Ms. Breed has no challengers from her left yet. But Mr. Farrell's position is the furthest to the right — on San Francisco's narrow, very blue political spectrum — of anyone in the race. Every serious candidate, including Ms. Breed and Mr. Farrell, is a Democrat.

Mr. Farrell said San Francisco's plight — which is regularly criticized in local and national media, many residents wrongly believe — became clear to him about a year ago. He said he woke up one morning to find the dining room window in his home in Jordan Park, a wealthy neighborhood in the city's north, broken. Someone had entered the house while he, his wife, Liz Farrell, and their three children were sleeping and stole his laptop. The thief was never caught.

Mrs. Farrell, who was active in the campaign to recall District Attorney Chesa Boudin, said she supported her husband's return to the sometimes nasty world of San Francisco politics because she was tired of hearing so many stories from her friends and neighbors hear about people destroying things. their car windows, break into their houses and steal their bicycles.

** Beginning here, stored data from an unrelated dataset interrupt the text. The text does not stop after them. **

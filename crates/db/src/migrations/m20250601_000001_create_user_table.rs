//! Create user table migration.

use sea_orm_migration::prelude::*;

#[derive(DeriveMigrationName)]
pub struct Migration;

#[async_trait::async_trait]
impl MigrationTrait for Migration {
    async fn up(&self, manager: &SchemaManager) -> Result<(), DbErr> {
        manager
            .create_table(
                Table::create()
                    .table(User::Table)
                    .if_not_exists()
                    .col(
                        ColumnDef::new(User::Id)
                            .string_len(32)
                            .not_null()
                            .primary_key(),
                    )
                    .col(
                        ColumnDef::new(User::Username)
                            .string_len(128)
                            .not_null()
                            .unique_key(),
                    )
                    .col(ColumnDef::new(User::UsernameLower).string_len(128).not_null())
                    .col(ColumnDef::new(User::Token).string_len(64).unique_key())
                    .col(ColumnDef::new(User::Name).string_len(256))
                    .col(ColumnDef::new(User::AvatarUrl).text())
                    .col(
                        ColumnDef::new(User::FollowersCount)
                            .integer()
                            .not_null()
                            .default(0),
                    )
                    .col(
                        ColumnDef::new(User::FollowingCount)
                            .integer()
                            .not_null()
                            .default(0),
                    )
                    .col(
                        ColumnDef::new(User::PostsCount)
                            .integer()
                            .not_null()
                            .default(0),
                    )
                    .col(
                        ColumnDef::new(User::UnreadNotificationsCount)
                            .integer()
                            .not_null()
                            .default(0),
                    )
                    .col(
                        ColumnDef::new(User::CreatedAt)
                            .timestamp_with_time_zone()
                            .not_null()
                            .default(Expr::current_timestamp()),
                    )
                    .col(ColumnDef::new(User::UpdatedAt).timestamp_with_time_zone())
                    .to_owned(),
            )
            .await?;

        // Index: username_lower (for case-insensitive lookup)
        manager
            .create_index(
                Index::create()
                    .name("idx_user_username_lower")
                    .table(User::Table)
                    .col(User::UsernameLower)
                    .to_owned(),
            )
            .await?;

        Ok(())
    }

    async fn down(&self, manager: &SchemaManager) -> Result<(), DbErr> {
        manager
            .drop_table(Table::drop().table(User::Table).to_owned())
            .await
    }
}

#[derive(Iden)]
enum User {
    Table,
    Id,
    Username,
    UsernameLower,
    Token,
    Name,
    AvatarUrl,
    FollowersCount,
    FollowingCount,
    PostsCount,
    UnreadNotificationsCount,
    CreatedAt,
    UpdatedAt,
}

“You start thinking that this is how life goes, that this is how you should live, and it's not,” she said.

Mr. Farrell said if elected he would fire the police chief, Bill Scott. He would also cut funding for the police department and work aggressively to add hundreds of officers to the department.

He said he would also add shelter beds instead of building more permanent housing for the homeless — and would require those in tents to move to shelters and confiscate their tents and belongings if they didn't.

He said anyone who receives Narcan, the drug that can reverse overdoses, is held at San Francisco General Hospital at least twice in a mandatory 72-hour waiting period. State law allows people who pose an immediate danger to themselves or others, or who are severely disabled and unable to care for themselves, to participate, although it is not clear whether Mr. Farrell's plan would meet that definition. He said he would also set up a recording center that would be staffed at all times and open to homeless people and people addicted to drugs.

He also called for cars to be reinstated on Market Street, a main artery of the city; in early 2020 they were banned for much of it. The idea was to turn the road into a European-style promenade, but that didn't happen, largely due to the pandemic and lack of funds.

The other leading candidates in the race so far are Supervisor Ahsha Safai and Daniel Lurie, heir to the Levi Strauss fortune and founder of the anti-poverty nonprofit Tipping Point Community.

On Monday, both men said Mr. Farrell's entry into the race reflected widespread dissatisfaction with Ms. Breed's management of the city.

“She has failed the city,” Mr. Safai said. “That's what this speaks to more than anything.”